◆ **TASK TO COMPLETE**: Type out the data below in its entirety, exactly as given.

--- START ---

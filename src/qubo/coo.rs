//! Sparse coordinate-list (COO) problem files
//!
//! One term per line, `u v bias`, where `u == v` denotes a linear term.
//! Blank lines and `#` comments are ignored, except for an optional
//! `# vartype=BINARY` header which must agree with the requested vartype.

use crate::qubo::{BinaryQuadraticModel, Variable, Vartype};
use crate::{RcmError, Result};
use nom::{
    IResult,
    bytes::complete::tag,
    character::complete::{alpha1, char, digit1, space0, space1},
    combinator::{all_consuming, map_res},
    number::complete::double,
    sequence::{preceded, terminated, tuple},
};
use std::fmt::Write as _;
use std::path::Path;

/// Parse a COO document into a model of the given vartype
pub fn parse_coo(input: &str, vartype: Vartype) -> Result<BinaryQuadraticModel<Variable>> {
    let mut bqm = BinaryQuadraticModel::new(vartype);

    for (index, raw_line) in input.lines().enumerate() {
        let line_number = index + 1;

        if let Ok((_, declared)) = vartype_header(raw_line) {
            let declared: Vartype = declared.parse().map_err(|_| {
                RcmError::parse_error(format!("unknown vartype '{}'", declared), line_number)
            })?;
            if declared != vartype {
                return Err(RcmError::parse_error(
                    format!("file declares vartype {} but {} was requested", declared, vartype),
                    line_number,
                ));
            }
            continue;
        }

        let line = strip_comment(raw_line);
        if line.trim().is_empty() {
            continue;
        }

        let (_, (u, v, bias)) = all_consuming(term)(line).map_err(|_| {
            RcmError::parse_error(format!("malformed term '{}'", line.trim()), line_number)
        })?;

        if !bias.is_finite() {
            return Err(RcmError::parse_error(
                format!("non-finite bias {}", bias),
                line_number,
            ));
        }

        if u == v {
            bqm.add_variable(Variable(u), bias);
        } else {
            bqm.add_interaction(Variable(u), Variable(v), bias);
        }
    }

    Ok(bqm)
}

/// Load a COO problem file
pub fn load_coo<P: AsRef<Path>>(
    path: P,
    vartype: Vartype,
) -> Result<BinaryQuadraticModel<Variable>> {
    let content = std::fs::read_to_string(path)?;
    parse_coo(&content, vartype)
}

/// Render a model as a COO document with a vartype header
pub fn to_coo(bqm: &BinaryQuadraticModel<Variable>) -> String {
    let mut out = String::new();
    let _ = writeln!(out, "# vartype={}", bqm.vartype());

    for (v, bias) in bqm.iter_linear() {
        let _ = writeln!(out, "{} {} {:?}", v, v, bias);
    }
    for (u, v, bias) in bqm.iter_quadratic() {
        let _ = writeln!(out, "{} {} {:?}", u, v, bias);
    }

    out
}

fn strip_comment(line: &str) -> &str {
    match line.find('#') {
        Some(pos) => &line[..pos],
        None => line,
    }
}

fn label(input: &str) -> IResult<&str, usize> {
    map_res(digit1, str::parse::<usize>)(input)
}

fn term(input: &str) -> IResult<&str, (usize, usize, f64)> {
    let (input, (_, u, _, v, _, bias, _)) =
        tuple((space0, label, space1, label, space1, double, space0))(input)?;
    Ok((input, (u, v, bias)))
}

fn vartype_header(input: &str) -> IResult<&str, &str> {
    all_consuming(preceded(
        tuple((space0, char('#'), space0, tag("vartype"), space0, char('='), space0)),
        terminated(alpha1, space0),
    ))(input)
}
//! Unembedding sample sets back to problem variables

use crate::embedding::Embedding;
use crate::qubo::{BinaryQuadraticModel, Variable};
use crate::sampler::{SampleRecord, SampleSet};
use crate::topology::Qubit;
use crate::{RcmError, Result};
use serde::{Deserialize, Serialize};
use std::collections::HashMap;

/// How to resolve a chain whose qubits disagree
#[derive(Debug, Clone, Copy, PartialEq, Eq, Default, Serialize, Deserialize)]
pub enum ChainBreakMethod {
    /// Take the majority value, ties resolved to the high value
    #[default]
    MajorityVote,
    /// Drop any record with a broken chain
    Discard,
}

/// Map a sample set over qubits back onto the source model's variables
///
/// Energies are recomputed against `source`, occurrences are carried over
/// and every record gains its chain-break fraction. Variables appear in
/// ascending order.
pub fn unembed_sampleset(
    target: &SampleSet<Qubit>,
    embedding: &Embedding,
    source: &BinaryQuadraticModel<Variable>,
    method: ChainBreakMethod,
) -> Result<SampleSet<Variable>> {
    if target.vartype() != source.vartype() {
        return Err(RcmError::embedding_error(format!(
            "sample vartype {} does not match model vartype {}",
            target.vartype(),
            source.vartype()
        )));
    }

    let column: HashMap<Qubit, usize> = target
        .variables()
        .iter()
        .enumerate()
        .map(|(i, &q)| (q, i))
        .collect();

    let variables: Vec<Variable> = source.variables().collect();
    let mut chains: Vec<Vec<usize>> = Vec::with_capacity(variables.len());
    for &v in &variables {
        let chain = embedding
            .chain(v)
            .filter(|chain| !chain.is_empty())
            .ok_or_else(|| RcmError::embedding_error(format!("variable {} has no chain", v)))?;

        let columns = chain
            .iter()
            .map(|q| {
                column.get(q).copied().ok_or_else(|| {
                    RcmError::embedding_error(format!(
                        "qubit {} of variable {} was not sampled",
                        q, v
                    ))
                })
            })
            .collect::<Result<Vec<usize>>>()?;
        chains.push(columns);
    }

    let [low, high] = source.vartype().values();
    let position: HashMap<Variable, usize> =
        variables.iter().enumerate().map(|(i, &v)| (v, i)).collect();
    let mut unembedded = SampleSet::new(variables, source.vartype());

    for record in target.records() {
        let mut sample = Vec::with_capacity(chains.len());
        let mut broken = 0usize;

        for chain in &chains {
            let highs = chain.iter().filter(|&&c| record.sample[c] == high).count();
            if highs != 0 && highs != chain.len() {
                broken += 1;
            }
            sample.push(if 2 * highs >= chain.len() { high } else { low });
        }

        if broken > 0 && method == ChainBreakMethod::Discard {
            continue;
        }

        let energy = source.energy(|v| sample[position[&v]]);
        let chain_break_fraction = if chains.is_empty() {
            0.0
        } else {
            broken as f64 / chains.len() as f64
        };

        unembedded.push(SampleRecord {
            sample,
            energy,
            num_occurrences: record.num_occurrences,
            chain_break_fraction: Some(chain_break_fraction),
        })?;
    }

    Ok(unembedded)
}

--- END ---

◆ **ANSWER TO THIS TASK**:
filename src/qubo/coo.rs
//! Sparse coordinate-list (COO) problem files
//!
//! One term per line, `u v bias`, where `u == v` denotes a linear term.
//! Blank lines and `#` comments are ignored, except for an optional
//! `# vartype=BINARY` header which must agree with the requested vartype.

use crate::qubo::{BinaryQuadraticModel, Variable, Vartype};
use crate::{RcmError, Result};
use nom::{
    IResult,
    bytes::complete::tag,
    character::complete::{alpha1, char, digit1, space0, space1},
    combinator::{all_consuming, map_res},
    number::complete::double,
    sequence::{preceded, terminated, tuple},
};
use std::fmt::Write as _;
use std::path::Path;

/// Parse a COO document into a model of the given vartype
pub fn parse_coo(input: &str, vartype: Vartype) -> Result<BinaryQuadraticModel<Variable>> {
    let mut bqm = BinaryQuadraticModel::new(vartype);

    for (index, raw_line) in input.lines().enumerate() {
        let line_number = index + 1;

        if let Ok((_, declared)) = vartype_header(raw_line) {
            let declared: Vartype = declared.parse().map_err(|_| {
                RcmError::parse_error(format!("unknown vartype '{}'", declared), line_number)
            })?;
            if declared != vartype {
                return Err(RcmError::parse_error(
                    format!("file declares vartype {} but {} was requested", declared, vartype),
                    line_number,
                ));
            }
            continue;
        }

        let line = strip_comment(raw_line);
        if line.trim().is_empty() {
            continue;
        }

        let (_, (u, v, bias)) = all_consuming(term)(line).map_err(|_| {
            RcmError::parse_error(format!("malformed term '{}'", line.trim()), line_number)
        })?;

        if !bias.is_finite() {
            return Err(RcmError::parse_error(
                format!("non-finite bias {}", bias),
                line_number,
            ));
        }

        if u == v {
            bqm.add_variable(Variable(u), bias);
        } else {
            bqm.add_interaction(Variable(u), Variable(v), bias);
        }
    }

    Ok(bqm)
}

/// Load a COO problem file
pub fn load_coo<P: AsRef<Path>>(
    path: P,
    vartype: Vartype,
) -> Result<BinaryQuadraticModel<Variable>> {
    let content = std::fs::read_to_string(path)?;
    parse_coo(&content, vartype)
}

/// Render a model as a COO document with a vartype header
pub fn to_coo(bqm: &BinaryQuadraticModel<Variable>) -> String {
    let mut out = String::new();
    let _ = writeln!(out, "# vartype={}", bqm.vartype());

    for (v, bias) in bqm.iter_linear() {
        let _ = writeln!(out, "{} {} {:?}", v, v, bias);
    }
    for (u, v, bias) in bqm.iter_quadratic() {
        let _ = writeln!(out, "{} {} {:?}", u, v, bias);
    }

    out
}

fn strip_comment(line: &str) -> &str {
    match line.find('#') {
        Some(pos) => &line[..pos],
        None => line,
    }
}

fn label(input: &str) -> IResult<&str, usize> {
    map_res(digit1, str::parse::<usize>)(input)
}

fn term(input: &str) -> IResult<&str, (usize, usize, f64)> {
    let (input, (_, u, _, v, _, bias, _)) =
        tuple((space0, label, space1, label, space1, double, space0))(input)?;
    Ok((input, (u, v, bias)))
}

fn vartype_header(input: &str) -> IResult<&str, &str> {
    all_consuming(preceded(
        tuple((space0, char('#'), space0, tag("vartype"), space0, char('='), space0)),
        terminated(alpha1, space0),
    ))(input)
}
//! Unembedding sample sets back to problem variables

use crate::embedding::Embedding;
use crate::qubo::{BinaryQuadraticModel, Variable};
use crate::sampler::{SampleRecord, SampleSet};
use crate::topology::Qubit;
use crate::{RcmError, Result};
use serde::{Deserialize, Serialize};
use std::collections::HashMap;

/// How to resolve a chain whose qubits disagree
#[derive(Debug, Clone, Copy, PartialEq, Eq, Default, Serialize, Deserialize)]
pub enum ChainBreakMethod {
    /// Take the majority value, ties resolved to the high value
    #[default]
    MajorityVote,
    /// Drop any record with a broken chain
    Discard,
}

/// Map a sample set over qubits back onto the source model's variables
///
/// Energies are recomputed against `source`, occurrences are carried over
/// and every record gains its chain-break fraction. Variables appear in
/// ascending order.
pub fn unembed_sampleset(
    target: &SampleSet<Qubit>,
    embedding: &Embedding,
    source: &BinaryQuadraticModel<Variable>,
    method: ChainBreakMethod,
) -> Result<SampleSet<Variable>> {
    if target.vartype() != source.vartype() {
        return Err(RcmError::embedding_error(format!(
            "sample vartype {} does not match model vartype {}",
            target.vartype(),
            source.vartype()
        )));
    }

    let column: HashMap<Qubit, usize> = target
        .variables()
        .iter()
        .enumerate()
        .map(|(i, &q)| (q, i))
        .collect();

    let variables: Vec<Variable> = source.variables().collect();
    let mut chains: Vec<Vec<usize>> = Vec::with_capacity(variables.len());
    for &v in &variables {
        let chain = embedding
            .chain(v)
            .filter(|chain| !chain.is_empty())
            .ok_or_else(|| RcmError::embedding_error(format!("variable {} has no chain", v)))?;

        let columns = chain
            .iter()
            .map(|q| {
                column.get(q).copied().ok_or_else(|| {
                    RcmError::embedding_error(format!(
                        "qubit {} of variable {} was not sampled",
                        q, v
                    ))
                })
            })
            .collect::<Result<Vec<usize>>>()?;
        chains.push(columns);
    }

    let [low, high] = source.vartype().values();
    let position: HashMap<Variable, usize> =
        variables.iter().enumerate().map(|(i, &v)| (v, i)).collect();
    let mut unembedded = SampleSet::new(variables, source.vartype());

    for record in target.records() {
        let mut sample = Vec::with_capacity(chains.len());
        let mut broken = 0usize;

        for chain in &chains {
            let highs = chain.iter().filter(|&&c| record.sample[c] == high).count();
            if highs != 0 && highs != chain.len() {
                broken += 1;
            }
            sample.push(if 2 * highs >= chain.len() { high } else { low });
        }

        if broken > 0 && method == ChainBreakMethod::Discard {
            continue;
        }

        let energy = source.energy(|v| sample[position[&v]]);
        let chain_break_fraction = if chains.is_empty() {
            0.0
        } else {
            broken as f64 / chains.len() as f64
        };

        unembedded.push(SampleRecord {
            sample,
            energy,
            num_occurrences: record.num_occurrences,
            chain_break_fraction: Some(chain_break_fraction),
        })?;
    }

    Ok(unembedded)
}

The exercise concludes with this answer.